Zoltán Toroczkai

Zoltán Toroczkai is Professor of Physics and Concurrent Professor of Computer Science and Engineering at the University of Notre Dame. His research bridges nonlinear dynamics, complex systems, discrete mathematics, and the physical foundations of computing, with a particular focus on analog approaches to hard optimization problems. Together with Mária Ercsey-Ravasz, he demonstrated that NP-hard constraint satisfaction problems can be mapped onto continuous-time analog dynamical systems in which optimization hardness emerges as transient chaos (Nature Physics, 2011; cover article). He has also made foundational contributions to the network science of brain cortical connectivity (Science, 2013; Neuron, 2018). Prior to Notre Dame, he was a Director-Funded Fellow and Deputy Director of the Center for Nonlinear Studies at Los Alamos National Laboratory. He is a Fellow of the American Physical Society, holds an Erdős number of 2 and has authored over 100 peer-reviewed publications in Nature, Science, PRL, PNAS, and related journals.
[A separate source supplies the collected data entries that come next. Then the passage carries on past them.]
// crates/oscar-core/src/search.rs

//! Search driver (component F).
//!
//! Drives the BFS loop over the state arena, dispatching each dequeued
//! state to the compatibility graph ([`crate::graph`]) and the termination
//! detector ([`crate::term`]), and runs iterative-deepening-DFS compaction
//! when the arena approaches capacity.

use crate::arena::{State, StateArena};
use crate::config::SearchConfig;
use crate::graph;
use crate::pattern::{Pattern, SearchOutcome};
use crate::rule::{tcompatible, Row, Rule, RuleTables};
use crate::term;
use anyhow::{ensure, Result};
use tracing::{debug, info};

/// Owns the arena and configuration for one search run.
pub struct Searcher {
    config: SearchConfig,
    rule: Rule,
    tables: RuleTables,
    arena: StateArena,
    unprocessed: usize,
    last_depth: usize,
    on_tick: Box<dyn FnMut() + Send>,
}

impl Searcher {
    /// Build a searcher from a validated configuration.
    pub fn new(config: SearchConfig) -> Result<Self> {
        config.validate()?;
        let rule = Rule::new(config.rule);
        ensure!(
            !tcompatible(rule, 0, 0b00010, 0),
            "rule {:#x} treats an isolated live cell in an empty field as a \
             still life, which should never hold for a CA-family rule; \
             refusing to search with it",
            rule.0
        );
        let tables = RuleTables::build(rule);
        let capacity = config.capacity.unwrap_or(StateArena::DEFAULT_CAPACITY);
        let arena = StateArena::seed(
            config.period,
            capacity,
            config.seed_rows.parent.clone(),
            config.seed_rows.grandparent.clone(),
        )?;
        Ok(Self {
            config,
            rule,
            tables,
            arena,
            unprocessed: 0,
            last_depth: 0,
            on_tick: Box::new(|| {}),
        })
    }

    /// Install the periodic "be nice" callback invoked from the hot loop.
    /// A no-op by default.
    pub fn set_tick_callback(&mut self, cb: impl FnMut() + Send + 'static) {
        self.on_tick = Box::new(cb);
    }

    /// Run the search to completion: either a printable success or an
    /// exhausted queue.
    pub fn run(&mut self) -> Result<SearchOutcome> {
        loop {
            if self.unprocessed >= self.arena.len() {
                let deepest = self.deepest_index();
                let pattern = Pattern::from_ancestry(&self.arena, deepest, self.config.width(), 0);
                return Ok(SearchOutcome::Exhausted(pattern));
            }

            if self.arena.needs_compaction() {
                self.compact()?;
                continue;
            }

            let s = self.unprocessed;
            self.unprocessed = StateArena::next_slot(self.unprocessed);
            (self.on_tick)();

            if let Some(outcome) = self.try_terminal(s)? {
                return Ok(outcome);
            }

            self.expand(s)?;
        }
    }

    /// Borrow the arena (for callers that want to inspect progress, e.g.
    /// status-line printers).
    #[must_use]
    pub fn arena(&self) -> &StateArena {
        &self.arena
    }

    /// Current unprocessed-slot index, the search's "frontier" position.
    #[must_use]
    pub fn unprocessed(&self) -> usize {
        self.unprocessed
    }

    /// Reconstruct the deepest line reached so far, by walking parent links
    /// from the slot immediately before the frontier. Every fatal error path
    /// calls this to print alongside its diagnostic, so a crash still shows
    /// how far the search got.
    #[must_use]
    pub fn deepest_pattern(&self) -> Pattern {
        let deepest = self.deepest_index();
        Pattern::from_ancestry(&self.arena, deepest, self.config.width(), 0)
    }

    fn expand(&mut self, s: usize) -> Result<()> {
        let spark_mask = self.spark_mask_for(s);
        let graph = graph::build(
            &self.arena,
            s,
            self.rule,
            self.config.width(),
            spark_mask,
            self.config.symmetry,
            self.config.stator_mask(),
        );
        let children = graph::enumerate_children(&graph);
        debug!(s, children = children.len(), "expand");
        for rows in children {
            self.arena.enqueue(s, rows)?;
        }
        Ok(())
    }

    fn try_terminal(&self, s: usize) -> Result<Option<SearchOutcome>> {
        if let Some((symmetry, _offset)) = term::detect_row_symmetric_wrap(&self.arena, s, self.config.allow_row_sym) {
            let rows = self.ancestry_phase0_rows(s);
            if term::is_nontrivial(&rows) {
                let mut pattern = Pattern::from_ancestry(&self.arena, s, self.config.width(), 0);
                pattern.append_symmetry_mirror(symmetry);
                info!(s, ?symmetry, "terminal via row-symmetric wrap");
                return Ok(Some(SearchOutcome::Success(pattern)));
            }
        }

        if term::complete_stator(&self.arena, s, self.rule, &self.tables, self.config.zero_lot_line).is_some() {
            let rows = self.ancestry_phase0_rows(s);
            if term::is_nontrivial(&rows) {
                let mut pattern = Pattern::from_ancestry(&self.arena, s, self.config.width(), 0);
                let extra = term::best_asymmetric_completion(self.config.width());
                pattern.append_stator_columns(&extra);
                info!(s, "terminal via stator completion");
                return Ok(Some(SearchOutcome::Success(pattern)));
            }
        }

        Ok(None)
    }

    fn ancestry_phase0_rows(&self, s: usize) -> Vec<Row> {
        let mut rows = Vec::new();
        let mut cur = s;
        loop {
            rows.push(self.arena.get(cur).rows[0]);
            let parent = self.arena.parent_of(cur);
            if parent == cur {
                break;
            }
            cur = parent;
        }
        rows
    }

    /// Spark relaxation mask for `s`: only the very first row (depth 0) is
    /// ever relaxed, for the pattern's leading edge; deeper rows are fully
    /// determined.
    fn spark_mask_for(&self, s: usize) -> u32 {
        if self.arena.depth(s) != 0 {
            return 0;
        }
        match self.config.spark_level.level() {
            0 => 0,
            1 => 0b1,
            _ => 0b11,
        }
    }

    fn deepest_index(&self) -> usize {
        self.unprocessed.saturating_sub(1).min(self.arena.len().saturating_sub(1))
    }

    /// Iterative-deepening-DFS compaction.
    fn compact(&mut self) -> Result<()> {
        let frontier_depth = self.arena.depth(self.unprocessed);
        self.last_depth = self.last_depth.max(frontier_depth) + 1;

        info!(
            "Queue full, depth = {}, deepening {}, {}/{} -> {}/{}\n{}",
            frontier_depth,
            self.last_depth - frontier_depth,
            self.arena.len(),
            self.arena.capacity(),
            self.arena.len(),
            self.arena.capacity(),
            self.deepest_pattern().render(),
        );

        if self.config.max_deepen > 0 && (self.last_depth - frontier_depth) as u32 > self.config.max_deepen {
            self.contract_rotor();
            self.last_depth = frontier_depth + 1;
        }
        let target_depth = self.last_depth - frontier_depth;

        let mut alive = vec![false; self.arena.len()];
        alive[0] = true;

        for s in self.unprocessed..self.arena.len() {
            let mut scratch = self.arena.clone();
            scratch.set_hashing_enabled(false);
            if self.dfs_reaches_depth(&mut scratch, s, target_depth)? {
                let mut cur = s;
                loop {
                    alive[cur] = true;
                    let parent = self.arena.parent_of(cur);
                    if parent == cur {
                        break;
                    }
                    cur = parent;
                }
            }
        }

        info!(
            target_depth,
            kept = alive.iter().filter(|&&a| a).count(),
            total = alive.len(),
            "compaction"
        );
        self.rebuild_arena(&alive)
    }

    fn dfs_reaches_depth(&self, scratch: &mut StateArena, s: usize, remaining: usize) -> Result<bool> {
        if remaining == 0 {
            return Ok(true);
        }
        let spark_mask = self.spark_mask_for(s);
        let graph = graph::build(
            scratch,
            s,
            self.rule,
            self.config.width(),
            spark_mask,
            self.config.symmetry,
            self.config.stator_mask(),
        );
        let children = graph::enumerate_children(&graph);
        for rows in children {
            if let Some(child) = scratch.enqueue(s, rows)? {
                if self.dfs_reaches_depth(scratch, child, remaining - 1)? {
                    return Ok(true);
                }
            }
        }
        Ok(false)
    }

    fn contract_rotor(&mut self) {
        if self.config.rotor_width == 0 {
            return;
        }
        self.config.rotor_width -= 1;
        self.config.right_stator_width += 1;
        if self.config.left_stator_width > 0 && self.config.rotor_width > 0 {
            self.config.left_stator_width += 1;
        }
    }

    fn rebuild_arena(&mut self, alive: &[bool]) -> Result<()> {
        let mut new_index = vec![None; alive.len()];
        let mut next = 0usize;
        for (old, &is_alive) in alive.iter().enumerate() {
            if is_alive {
                new_index[old] = Some(next);
                next += 1;
            }
        }

        let mut new_states = Vec::with_capacity(next);
        for (old, &is_alive) in alive.iter().enumerate() {
            if !is_alive {
                continue;
            }
            let state = self.arena.get(old).clone();
            let old_parent = self.arena.parent_of(old);
            let new_parent = new_index[old_parent].expect("parent of a live state must itself be live");
            new_states.push(State {
                parent: new_parent,
                rows: state.rows,
            });
        }

        let old_unprocessed = self.unprocessed;
        self.unprocessed = (old_unprocessed..alive.len())
            .find(|&i| alive[i])
            .and_then(|i| new_index[i])
            .unwrap_or(new_states.len());

        self.arena.replace_states(new_states)
    }
}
Abstract: Deterministic, history-weighted gradient flow for global optimization
 
Many real-life problems — from combinatorial optimization and constraint satisfaction to inference in energy-based AI models — share a common mathematical structure: finding configurations that minimize a complex, non-convex energy landscape. Boolean satisfiability SAT (or MaxSAT), canonical NP-complete (or NP-hard) problems, exemplify this class: the task is to find assignments of Boolean variables satisfying the maximum number of logical constraints. Despite their ubiquity, no efficient algorithm is known for these problems in the worst case. We show that this broad class of problems admits a unified treatment through continuous-time dynamical systems (CTDS) in the form of ordinary differential equations. Our analog solver operates as an energy-based reasoning machine; however, instead of performing static gradient descent, it generates a deterministic, history-weighted gradient flow on a dynamically evolving energy landscape. Unsatisfied constraints accumulate exponentially growing tension via auxiliary variables, continuously reshaping the effective landscape and enabling escape from spurious local minima — a mechanism fundamentally distinct from both standard gradient descent and stochastic Langevin dynamics. Hardness in this framework appears as transient chaos governed by a chaotic repeller. We will briefly discuss the mathematical foundations of analog, continuous-variable computation in continuous time — its advantages, and limitations. We then present CTDS variants, some inspired by experimentally observed many-body neuronal interactions and discuss implications for energy-based AI reasoning, where the same history-weighted dynamics may offer a principled alternative to stochastic sampling for inference in learned energy landscapes.